When Evan Coleman was wrapping up his undergraduate studies in physics at Brown University, he wanted to find something special to give his mentor, Meenakshi Narain.
“How do you get a gift for someone who has defined your career?” Coleman says.
When he started at Brown, Coleman was undecided about whether to major in physics, engineering or computer science. At a math department event, he met one of Narain’s students, who recommended Coleman talk to her about a research position in her lab. He later discovered he was already good friends with Narain’s son.
“Given the serendipity of it all, I figured I’d better give physics research a try,” Coleman says.
In Narain’s lab, he analyzed data from the Compact Muon Solenoid (CMS) experiment at the Large Hadron Collider at CERN.
Narain has a history with particle collider experiments. In the early 1990s, she joined the DZero experiment at the Tevatron collider at the US Department of Energy’s Fermi National Accelerator Laboratory. At the time, physicists had discovered five of the six quarks—only the heaviest, the top quark, remained hidden. Narain was a part of the group that, in 1995, finally found that last piece of the quark puzzle.
When Coleman joined Narain’s lab, she was focused on the top quark once again—this time, measuring its width with extreme precision.
“Meenakshi really taught me and mentored me from the ground up,” Coleman says. “Her mentorship really changed everything. The environment in her lab was super positive, and I felt like I had gained a second family.”
After graduating from Brown in August, Coleman began a doctoral program in physics at Stanford University, where he is a National Science Foundation graduate fellow.
Coleman discussed what to give Narain as a parting gift with his mom, Kate Mulligan. Mulligan, who is a graphic designer, says she loves textiles and thought a silk scarf depicting an equation would be the ideal gift.

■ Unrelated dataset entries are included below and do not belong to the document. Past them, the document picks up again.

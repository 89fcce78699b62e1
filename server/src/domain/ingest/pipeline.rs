//! Trace Ingest Pipeline
//!
//! Orchestrates the 6-stage batch reconciliation pipeline:
//!
//! | Stage          | Input                      | Output                          | Module           |
//! |----------------|----------------------------|---------------------------------|------------------|
//! | 1. Classify    | `&[JsonValue]`             | `ClassifiedBatch`               | `classify.rs`    |
//! | 2. Correlate   | `&[SpanRecord]`            | `trace_id -> thread_id` map     | `correlate.rs`   |
//! | 3. Sort        | `Vec<SpanRecord>`          | parent-before-child order       | `sort.rs`        |
//! | 4. Placeholder | `&[SpanRecord]`            | `Vec<SpanRow>` candidates       | `placeholder.rs` |
//! | 5. Persist     | traces, placeholders, spans | `PersistOutcome`               | `persist.rs`     |
//! | 6. Aggregate   | touched trace ids          | trace durations rewritten       | `aggregate.rs`   |
//!
//! Stages 1, 3 and 4 are pure; 2, 5 and 6 talk to the store. The pipeline
//! holds no state between batches: concurrent batches are independent by
//! construction because every write is an upsert keyed by caller-supplied
//! ids, and ordering only matters within one batch.

use std::collections::HashSet;

use chrono::Utc;
use serde_json::Value as JsonValue;
use sqlx::SqlitePool;

use super::aggregate::aggregate_durations;
use super::classify::classify_batch;
use super::correlate::{apply_to_batch, infer_correlations};
use super::persist::{IngestError, persist_batch};
use super::placeholder::placeholder_candidates;
use super::reconcile::reconcile_dangling_parents;
use super::sort::sort_by_dependency;
use crate::data::types::{TraceRow, TraceStatus};

/// What one batch ingest accomplished, as reported to the HTTP caller
#[derive(Debug, Clone, Copy, PartialEq, Eq)]
pub struct IngestSummary {
    pub traces_processed: usize,
    pub spans_processed: usize,
}

/// Batch ingest orchestrator.
///
/// One instance per server; `run` is invoked once per inbound batch and
/// keeps no state across invocations.
#[derive(Clone)]
pub struct IngestPipeline {
    pool: SqlitePool,
}

impl IngestPipeline {
    pub fn new(pool: SqlitePool) -> Self {
        Self { pool }
    }

    /// Run the complete pipeline for one batch.
    pub async fn run(&self, user_id: &str, items: &[JsonValue]) -> Result<IngestSummary, IngestError> {
        let now = Utc::now();

        // Stage 1: classify
        let batch = classify_batch(items, user_id, now);
        if batch.skipped > 0 {
            tracing::debug!(skipped = batch.skipped, "Batch contained unrecognized items");
        }
        let mut traces = batch.traces;

        // Stage 2: correlate (the only pre-persist store lookups)
        let inferred = infer_correlations(&self.pool, user_id, &batch.spans).await;
        apply_to_batch(&mut traces, &inferred);

        // Auto-create minimal traces for spans whose trace object is not in
        // the batch; ignored on conflict so they never clobber real traces.
        let batch_trace_ids: HashSet<&str> = traces.iter().map(|t| t.id.as_str()).collect();
        let mut auto_traces: Vec<TraceRow> = Vec::new();
        let mut seen_auto: HashSet<&str> = HashSet::new();
        for span in &batch.spans {
            let trace_id = span.row.trace_id.as_str();
            if !batch_trace_ids.contains(trace_id) && seen_auto.insert(trace_id) {
                auto_traces.push(minimal_trace(trace_id, user_id, &inferred, now.timestamp_millis()));
            }
        }

        // Stage 3: dependency order
        let spans = sort_by_dependency(batch.spans);

        // Stage 4: placeholder candidates for parents outside the batch
        let placeholders = placeholder_candidates(&spans, now);

        // Stage 5: the three write groups
        let outcome = persist_batch(
            &self.pool,
            user_id,
            &traces,
            &auto_traces,
            placeholders,
            &spans,
            &inferred,
        )
        .await?;

        // Stage 6: derived durations for every touched trace
        let touched: Vec<String> = traces
            .iter()
            .map(|t| t.id.clone())
            .chain(auto_traces.iter().map(|t| t.id.clone()))
            .collect();
        aggregate_durations(&self.pool, user_id, &touched).await;

        // Consistency sweep; see reconcile.rs for why this is usually a no-op
        reconcile_dangling_parents(&self.pool, user_id, &touched).await;

        tracing::debug!(
            traces = outcome.traces_written,
            spans = outcome.spans_written,
            placeholders = outcome.placeholders_written,
            "Batch ingested"
        );

        Ok(IngestSummary {
            traces_processed: outcome.traces_written,
            spans_processed: outcome.spans_written,
        })
    }
}

fn minimal_trace(
    trace_id: &str,
    user_id: &str,
    inferred: &std::collections::HashMap<String, String>,
    now_ms: i64,
) -> TraceRow {
    TraceRow {
        id: trace_id.to_string(),
        user_id: user_id.to_string(),
        thread_id: inferred.get(trace_id).cloned(),
        name: trace_id.to_string(),
        status: TraceStatus::Unset,
        duration_ms: 0,
        metadata: None,
        created_at: now_ms,
    }
}

#[cfg(test)]
#[path = "pipeline_tests.rs"]
mod tests;
//! HTTP API surface

pub mod extractors;
pub mod routes;
pub mod server;
pub mod types;

pub use server::{ApiServer, AppState};
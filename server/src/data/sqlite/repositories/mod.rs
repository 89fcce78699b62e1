//! Repository functions for SQLite operations
//!
//! Repositories are free async functions over a `&SqlitePool`, scoped to the
//! calling tenant's `user_id`. All trace/span writes are idempotent upserts
//! keyed by the caller-supplied row id.

pub mod response;
pub mod span;
pub mod trace;
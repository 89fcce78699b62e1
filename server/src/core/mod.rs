//! Core application services

pub mod cli;
pub mod config;
pub mod constants;
pub mod shutdown;

pub use config::AppConfig;
pub use shutdown::ShutdownService;
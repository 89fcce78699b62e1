//! End-to-end pipeline tests against an in-memory store

use serde_json::{Value as JsonValue, json};

use super::*;
use crate::data::SqliteService;
use crate::data::sqlite::repositories::{response, span, trace};
use crate::data::types::{ResponseRow, SpanType};

const USER: &str = "u1";

async fn service() -> SqliteService {
    SqliteService::init_in_memory().await.unwrap()
}

fn items(value: JsonValue) -> Vec<JsonValue> {
    value.as_array().cloned().unwrap()
}

#[tokio::test]
async fn test_basic_trace_with_two_children() {
    let db = service().await;
    let pipeline = IngestPipeline::new(db.pool().clone());

    let summary = pipeline
        .run(
            USER,
            &items(json!([{
                "object": "trace",
                "id": "t1",
                "spans": [
                    { "id": "s1", "parent_id": null,
                      "started_at": "2024-06-01T10:00:00Z", "ended_at": "2024-06-01T10:00:01Z" },
                    { "id": "s2", "parent_id": "s1",
                      "started_at": "2024-06-01T10:00:00Z", "ended_at": "2024-06-01T10:00:00.500Z" },
                ],
            }])),
        )
        .await
        .unwrap();

    assert_eq!(summary.traces_processed, 1);
    assert_eq!(summary.spans_processed, 2);

    let stored = trace::get_trace(db.pool(), USER, "t1").await.unwrap().unwrap();
    assert_eq!(stored.duration_ms, 1000);

    let spans = span::list_spans_for_trace(db.pool(), USER, "t1").await.unwrap();
    assert_eq!(spans.len(), 2);
}

#[tokio::test]
async fn test_span_only_batch_auto_creates_trace() {
    let db = service().await;
    let pipeline = IngestPipeline::new(db.pool().clone());

    let summary = pipeline
        .run(
            USER,
            &items(json!([{
                "object": "trace.span",
                "id": "s9",
                "trace_id": "t9",
                "started_at": "2024-06-01T10:00:00Z",
                "ended_at": "2024-06-01T10:00:02Z",
            }])),
        )
        .await
        .unwrap();

    assert_eq!(summary.traces_processed, 0);
    assert_eq!(summary.spans_processed, 1);

    let auto = trace::get_trace(db.pool(), USER, "t9").await.unwrap().unwrap();
    assert_eq!(auto.duration_ms, 2000);
}

#[tokio::test]
async fn test_auto_created_trace_never_clobbers_real_one() {
    let db = service().await;
    let pipeline = IngestPipeline::new(db.pool().clone());

    pipeline
        .run(USER, &items(json!([{ "object": "trace", "id": "t1", "name": "real name", "spans": [] }])))
        .await
        .unwrap();
    pipeline
        .run(USER, &items(json!([{ "object": "trace.span", "id": "s1", "trace_id": "t1" }])))
        .await
        .unwrap();

    let stored = trace::get_trace(db.pool(), USER, "t1").await.unwrap().unwrap();
    assert_eq!(stored.name, "real name");
}

#[tokio::test]
async fn test_idempotent_reingest() {
    let db = service().await;
    let pipeline = IngestPipeline::new(db.pool().clone());

    let batch = items(json!([{
        "object": "trace",
        "id": "t1",
        "name": "run",
        "spans": [
            { "id": "s1", "started_at": "2024-06-01T10:00:00Z", "ended_at": "2024-06-01T10:00:01Z" },
            { "id": "s2", "parent_id": "s1",
              "started_at": "2024-06-01T10:00:00Z", "ended_at": "2024-06-01T10:00:01Z" },
        ],
    }]));

    let first = pipeline.run(USER, &batch).await.unwrap();
    let second = pipeline.run(USER, &batch).await.unwrap();
    assert_eq!(first, second);

    let span_count: i64 = sqlx::query_scalar("SELECT COUNT(*) FROM spans")
        .fetch_one(db.pool())
        .await
        .unwrap();
    assert_eq!(span_count, 2);
    let trace_count: i64 = sqlx::query_scalar("SELECT COUNT(*) FROM traces")
        .fetch_one(db.pool())
        .await
        .unwrap();
    assert_eq!(trace_count, 1);
}

#[tokio::test]
async fn test_orphan_gets_exactly_one_placeholder() {
    let db = service().await;
    let pipeline = IngestPipeline::new(db.pool().clone());

    pipeline
        .run(
            USER,
            &items(json!([
                { "object": "trace.span", "id": "c1", "trace_id": "t1", "parent_id": "missing" },
                { "object": "trace.span", "id": "c2", "trace_id": "t1", "parent_id": "missing" },
            ])),
        )
        .await
        .unwrap();

    let spans = span::list_spans_for_trace(db.pool(), USER, "t1").await.unwrap();
    let placeholders: Vec<_> = spans
        .iter()
        .filter(|s| s.span_type == SpanType::Placeholder)
        .collect();
    assert_eq!(placeholders.len(), 1);
    assert_eq!(placeholders[0].id, "missing");
    assert!(placeholders[0].parent_span_id.is_none());
}

#[tokio::test]
async fn test_placeholder_replaced_when_real_parent_arrives() {
    let db = service().await;
    let pipeline = IngestPipeline::new(db.pool().clone());

    pipeline
        .run(
            USER,
            &items(json!([
                { "object": "trace.span", "id": "child", "trace_id": "t1", "parent_id": "late" },
            ])),
        )
        .await
        .unwrap();

    // The true parent arrives in a later batch under the same id
    pipeline
        .run(
            USER,
            &items(json!([
                { "object": "trace.span", "id": "late", "trace_id": "t1", "name": "agent turn",
                  "started_at": "2024-06-01T10:00:00Z", "ended_at": "2024-06-01T10:00:03Z" },
            ])),
        )
        .await
        .unwrap();

    let spans = span::list_spans_for_trace(db.pool(), USER, "t1").await.unwrap();
    let late = spans.iter().find(|s| s.id == "late").unwrap();
    assert_eq!(late.name, "agent turn");
    assert_ne!(late.span_type, SpanType::Placeholder);
    // Still exactly one row for that id
    assert_eq!(spans.iter().filter(|s| s.id == "late").count(), 1);
}

#[tokio::test]
async fn test_known_parent_in_store_needs_no_placeholder() {
    let db = service().await;
    let pipeline = IngestPipeline::new(db.pool().clone());

    pipeline
        .run(USER, &items(json!([
            { "object": "trace.span", "id": "p1", "trace_id": "t1" },
        ])))
        .await
        .unwrap();
    pipeline
        .run(USER, &items(json!([
            { "object": "trace.span", "id": "c1", "trace_id": "t1", "parent_id": "p1" },
        ])))
        .await
        .unwrap();

    let spans = span::list_spans_for_trace(db.pool(), USER, "t1").await.unwrap();
    assert_eq!(spans.len(), 2);
    assert!(spans.iter().all(|s| s.span_type != SpanType::Placeholder));
}

#[tokio::test]
async fn test_cycle_batch_persists_both_spans() {
    let db = service().await;
    let pipeline = IngestPipeline::new(db.pool().clone());

    let summary = pipeline
        .run(
            USER,
            &items(json!([
                { "object": "trace.span", "id": "a", "trace_id": "t1", "parent_id": "b" },
                { "object": "trace.span", "id": "b", "trace_id": "t1", "parent_id": "a" },
            ])),
        )
        .await
        .unwrap();

    assert_eq!(summary.spans_processed, 2);
    let spans = span::list_spans_for_trace(db.pool(), USER, "t1").await.unwrap();
    assert_eq!(spans.len(), 2);
    // The cyclic parent references are persisted verbatim
    let a = spans.iter().find(|s| s.id == "a").unwrap();
    assert_eq!(a.parent_span_id.as_deref(), Some("b"));
}

#[tokio::test]
async fn test_duration_widens_across_batches() {
    let db = service().await;
    let pipeline = IngestPipeline::new(db.pool().clone());

    pipeline
        .run(USER, &items(json!([{
            "object": "trace.span", "id": "s1", "trace_id": "t1",
            "started_at": "2024-06-01T10:00:00Z", "ended_at": "2024-06-01T10:00:05Z",
        }])))
        .await
        .unwrap();
    pipeline
        .run(USER, &items(json!([{
            "object": "trace.span", "id": "s2", "trace_id": "t1",
            "started_at": "2024-06-01T10:00:02Z", "ended_at": "2024-06-01T10:00:09Z",
        }])))
        .await
        .unwrap();

    let stored = trace::get_trace(db.pool(), USER, "t1").await.unwrap().unwrap();
    // max(end) - min(start) = 10:00:09 - 10:00:00
    assert_eq!(stored.duration_ms, 9000);
}

#[tokio::test]
async fn test_wire_duration_not_trusted_when_spans_exist() {
    let db = service().await;
    let pipeline = IngestPipeline::new(db.pool().clone());

    pipeline
        .run(USER, &items(json!([{
            "object": "trace",
            "id": "t1",
            "duration_ms": 999_999,
            "spans": [{ "id": "s1",
                "started_at": "2024-06-01T10:00:00Z", "ended_at": "2024-06-01T10:00:01Z" }],
        }])))
        .await
        .unwrap();

    let stored = trace::get_trace(db.pool(), USER, "t1").await.unwrap().unwrap();
    assert_eq!(stored.duration_ms, 1000);
}

#[tokio::test]
async fn test_correlation_backfill_from_response() {
    let db = service().await;
    let pipeline = IngestPipeline::new(db.pool().clone());

    response::insert_response(
        db.pool(),
        &ResponseRow {
            id: "resp_1".to_string(),
            user_id: USER.to_string(),
            thread_id: Some("th_1".to_string()),
            model: Some("gpt-4.1".to_string()),
            created_at: 0,
        },
    )
    .await
    .unwrap();

    pipeline
        .run(USER, &items(json!([{
            "object": "trace",
            "id": "t1",
            "spans": [{
                "id": "s1",
                "attributes": { "span_type": "response", "response_id": "resp_1" },
            }],
        }])))
        .await
        .unwrap();

    let stored = trace::get_trace(db.pool(), USER, "t1").await.unwrap().unwrap();
    assert_eq!(stored.thread_id.as_deref(), Some("th_1"));
}

#[tokio::test]
async fn test_correlation_backfills_previously_persisted_trace() {
    let db = service().await;
    let pipeline = IngestPipeline::new(db.pool().clone());

    // Trace persisted first, without a thread id
    pipeline
        .run(USER, &items(json!([{ "object": "trace", "id": "t1", "spans": [] }])))
        .await
        .unwrap();

    response::insert_response(
        db.pool(),
        &ResponseRow {
            id: "resp_2".to_string(),
            user_id: USER.to_string(),
            thread_id: Some("th_2".to_string()),
            model: None,
            created_at: 0,
        },
    )
    .await
    .unwrap();

    // The response span arrives in a later batch
    pipeline
        .run(USER, &items(json!([{
            "object": "trace.span", "id": "s1", "trace_id": "t1",
            "attributes": { "span_type": "response", "response_id": "resp_2" },
        }])))
        .await
        .unwrap();

    let stored = trace::get_trace(db.pool(), USER, "t1").await.unwrap().unwrap();
    assert_eq!(stored.thread_id.as_deref(), Some("th_2"));
}

#[tokio::test]
async fn test_missing_response_is_nonfatal() {
    let db = service().await;
    let pipeline = IngestPipeline::new(db.pool().clone());

    let summary = pipeline
        .run(USER, &items(json!([{
            "object": "trace.span", "id": "s1", "trace_id": "t1",
            "attributes": { "span_type": "response", "response_id": "resp_nope" },
        }])))
        .await
        .unwrap();

    assert_eq!(summary.spans_processed, 1);
    let stored = trace::get_trace(db.pool(), USER, "t1").await.unwrap().unwrap();
    assert_eq!(stored.thread_id, None);
}

#[tokio::test]
async fn test_response_record_is_tenant_scoped() {
    let db = service().await;
    let pipeline = IngestPipeline::new(db.pool().clone());

    // Another tenant's response must not leak its thread id
    response::insert_response(
        db.pool(),
        &ResponseRow {
            id: "resp_1".to_string(),
            user_id: "someone-else".to_string(),
            thread_id: Some("th_1".to_string()),
            model: None,
            created_at: 0,
        },
    )
    .await
    .unwrap();

    pipeline
        .run(USER, &items(json!([{
            "object": "trace.span", "id": "s1", "trace_id": "t1",
            "attributes": { "span_type": "response", "response_id": "resp_1" },
        }])))
        .await
        .unwrap();

    let stored = trace::get_trace(db.pool(), USER, "t1").await.unwrap().unwrap();
    assert_eq!(stored.thread_id, None);
}

#[tokio::test]
async fn test_unrecognized_items_do_not_fail_batch() {
    let db = service().await;
    let pipeline = IngestPipeline::new(db.pool().clone());

    let summary = pipeline
        .run(
            USER,
            &items(json!([
                { "object": "metric", "value": 42 },
                { "object": "trace.span", "id": "s1", "trace_id": "t1" },
                "garbage",
            ])),
        )
        .await
        .unwrap();

    assert_eq!(summary.traces_processed, 0);
    assert_eq!(summary.spans_processed, 1);
}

Inspired, Coleman showed his mom sketches of Feynman diagrams. Named for their creator, physicist Richard Feynman, the diagrams tell a science story in symbols. Through lines and loops, they illustrate the often complicated transformations that occur when elementary particles interact.

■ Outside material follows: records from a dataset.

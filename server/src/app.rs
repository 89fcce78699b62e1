//! Core application

use std::sync::Arc;

use anyhow::Result;

use crate::api::{ApiServer, AppState};
use crate::core::cli::{self, Commands};
use crate::core::config::AppConfig;
use crate::core::constants::{APP_NAME_LOWER, ENV_LOG};
use crate::core::shutdown::ShutdownService;
use crate::data::SqliteService;

pub struct CoreApp {
    pub config: AppConfig,
    pub database: Arc<SqliteService>,
    pub shutdown: ShutdownService,
}

impl CoreApp {
    /// Run the application with CLI argument parsing
    pub async fn run() -> Result<()> {
        dotenvy::dotenv().ok();
        Self::init_logging();

        tracing::debug!("Application starting");

        let (cli_config, command) = cli::parse();
        match command {
            Some(Commands::Start) | None => {}
        }

        let app = Self::init(&cli_config).await?;
        app.start_server().await
    }

    async fn init(cli: &cli::CliConfig) -> Result<Self> {
        let config = AppConfig::load(cli)?;
        let database = Arc::new(SqliteService::init(&config.database.path).await?);
        let shutdown = ShutdownService::new();

        Ok(Self {
            config,
            database,
            shutdown,
        })
    }

    async fn start_server(self) -> Result<()> {
        self.shutdown.install_signal_handlers();

        let state = AppState::new(
            self.database.pool().clone(),
            self.config.auth.api_key.clone(),
        );
        let server = ApiServer::new(
            state,
            self.config.server.host.clone(),
            self.config.server.port,
        );

        let result = server.serve(self.shutdown.clone()).await;

        self.shutdown.drain_tasks().await;
        self.database.close().await;
        tracing::info!("Shutdown complete");
        result
    }

    fn init_logging() {
        use tracing_subscriber::EnvFilter;

        let filter = EnvFilter::try_from_env(ENV_LOG)
            .unwrap_or_else(|_| EnvFilter::new(format!("info,{APP_NAME_LOWER}=debug")));

        tracing_subscriber::fmt().with_env_filter(filter).init();
    }
}
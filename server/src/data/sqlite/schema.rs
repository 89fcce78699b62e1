//! SQLite schema definitions
//!
//! Initial schema with all tables. No migrations needed for first version.

/// Current schema version
pub const SCHEMA_VERSION: i32 = 1;

/// Complete schema SQL
pub const SCHEMA: &str = r#"
-- =============================================================================
-- Infrastructure: Schema version tracking
-- =============================================================================
CREATE TABLE IF NOT EXISTS schema_version (
    id INTEGER PRIMARY KEY CHECK (id = 1),
    version INTEGER NOT NULL,
    applied_at INTEGER NOT NULL,
    description TEXT
);

CREATE TABLE IF NOT EXISTS schema_migrations (
    version INTEGER PRIMARY KEY,
    name TEXT NOT NULL,
    applied_at INTEGER NOT NULL,
    checksum TEXT NOT NULL,
    execution_time_ms INTEGER,
    success INTEGER NOT NULL DEFAULT 1
);

-- =============================================================================
-- 1. Traces (top-level execution containers)
-- =============================================================================
CREATE TABLE IF NOT EXISTS traces (
    id TEXT PRIMARY KEY,
    user_id TEXT NOT NULL,
    thread_id TEXT,
    name TEXT NOT NULL,
    status TEXT NOT NULL DEFAULT 'unset' CHECK(status IN ('unset', 'ok', 'error')),
    duration_ms INTEGER NOT NULL DEFAULT 0,
    metadata TEXT,
    created_at INTEGER NOT NULL
);

CREATE INDEX IF NOT EXISTS idx_traces_user ON traces(user_id, created_at);
CREATE INDEX IF NOT EXISTS idx_traces_thread ON traces(thread_id) WHERE thread_id IS NOT NULL;

-- =============================================================================
-- 2. Spans (timed operations within a trace)
--
-- parent_span_id deliberately has no foreign key: a batch containing a
-- parent cycle must still persist both spans, which no insert order can
-- satisfy under a self-referential FK. Parent integrity is enforced by the
-- ingest engine's placeholder stage instead.
-- =============================================================================
CREATE TABLE IF NOT EXISTS spans (
    id TEXT PRIMARY KEY,
    trace_id TEXT NOT NULL REFERENCES traces(id),
    user_id TEXT NOT NULL,
    parent_span_id TEXT,
    name TEXT NOT NULL,
    kind TEXT NOT NULL DEFAULT 'internal',
    status TEXT NOT NULL DEFAULT 'unset' CHECK(status IN ('unset', 'ok', 'error')),
    status_message TEXT,
    start_time INTEGER NOT NULL,
    end_time INTEGER NOT NULL,
    duration_ms INTEGER NOT NULL DEFAULT 0,
    span_type TEXT NOT NULL DEFAULT 'unknown'
        CHECK(span_type IN ('agent', 'response', 'handoff', 'placeholder', 'unknown')),
    attributes TEXT,
    events TEXT,
    links TEXT,
    created_at INTEGER NOT NULL
);

CREATE INDEX IF NOT EXISTS idx_spans_trace ON spans(trace_id, start_time);
CREATE INDEX IF NOT EXISTS idx_spans_parent ON spans(parent_span_id) WHERE parent_span_id IS NOT NULL;
CREATE INDEX IF NOT EXISTS idx_spans_user ON spans(user_id);

-- =============================================================================
-- 3. Responses (owned by the chat layer; the ingest engine only reads)
-- =============================================================================
CREATE TABLE IF NOT EXISTS responses (
    id TEXT PRIMARY KEY,
    user_id TEXT NOT NULL,
    thread_id TEXT,
    model TEXT,
    created_at INTEGER NOT NULL
);

CREATE INDEX IF NOT EXISTS idx_responses_user ON responses(user_id);
"#;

“Mom picked up the Feynman diagrams pretty quickly,” Coleman says. They chose one that demonstrates the production and decay of the top quark.
“We were interested in making this very unique, and specific to Meenakshi,” Mulligan says. She knew a silk artist, Carol Baker, whose father happened to have been a physicist as well, and she commissioned Baker to create the piece.
The scarf is over 5 feet long. Against its turbulent background of blues and purples, a quark and an antiquark smash into one another and fuse to form a gluon. The gluon spirals across the middle of the scarf before decaying into a top quark and an anti-top quark, which themselves deteriorate into pairs of W bosons and bottom quarks. Finally, the W bosons each decay into a lepton and a neutrino.
Narain says that she sees science-themed attire as a way to promote science and make it feel less exclusive.
“It’s a valuable outreach mechanism,” she says. “Science ‘fashion’ takes science to large audiences who are not necessarily science-minded.”
And the scarf is certainly unique—and specific to Narain in more than one way, she says. “The scarf captures my passions about promoting intersections between art and science.”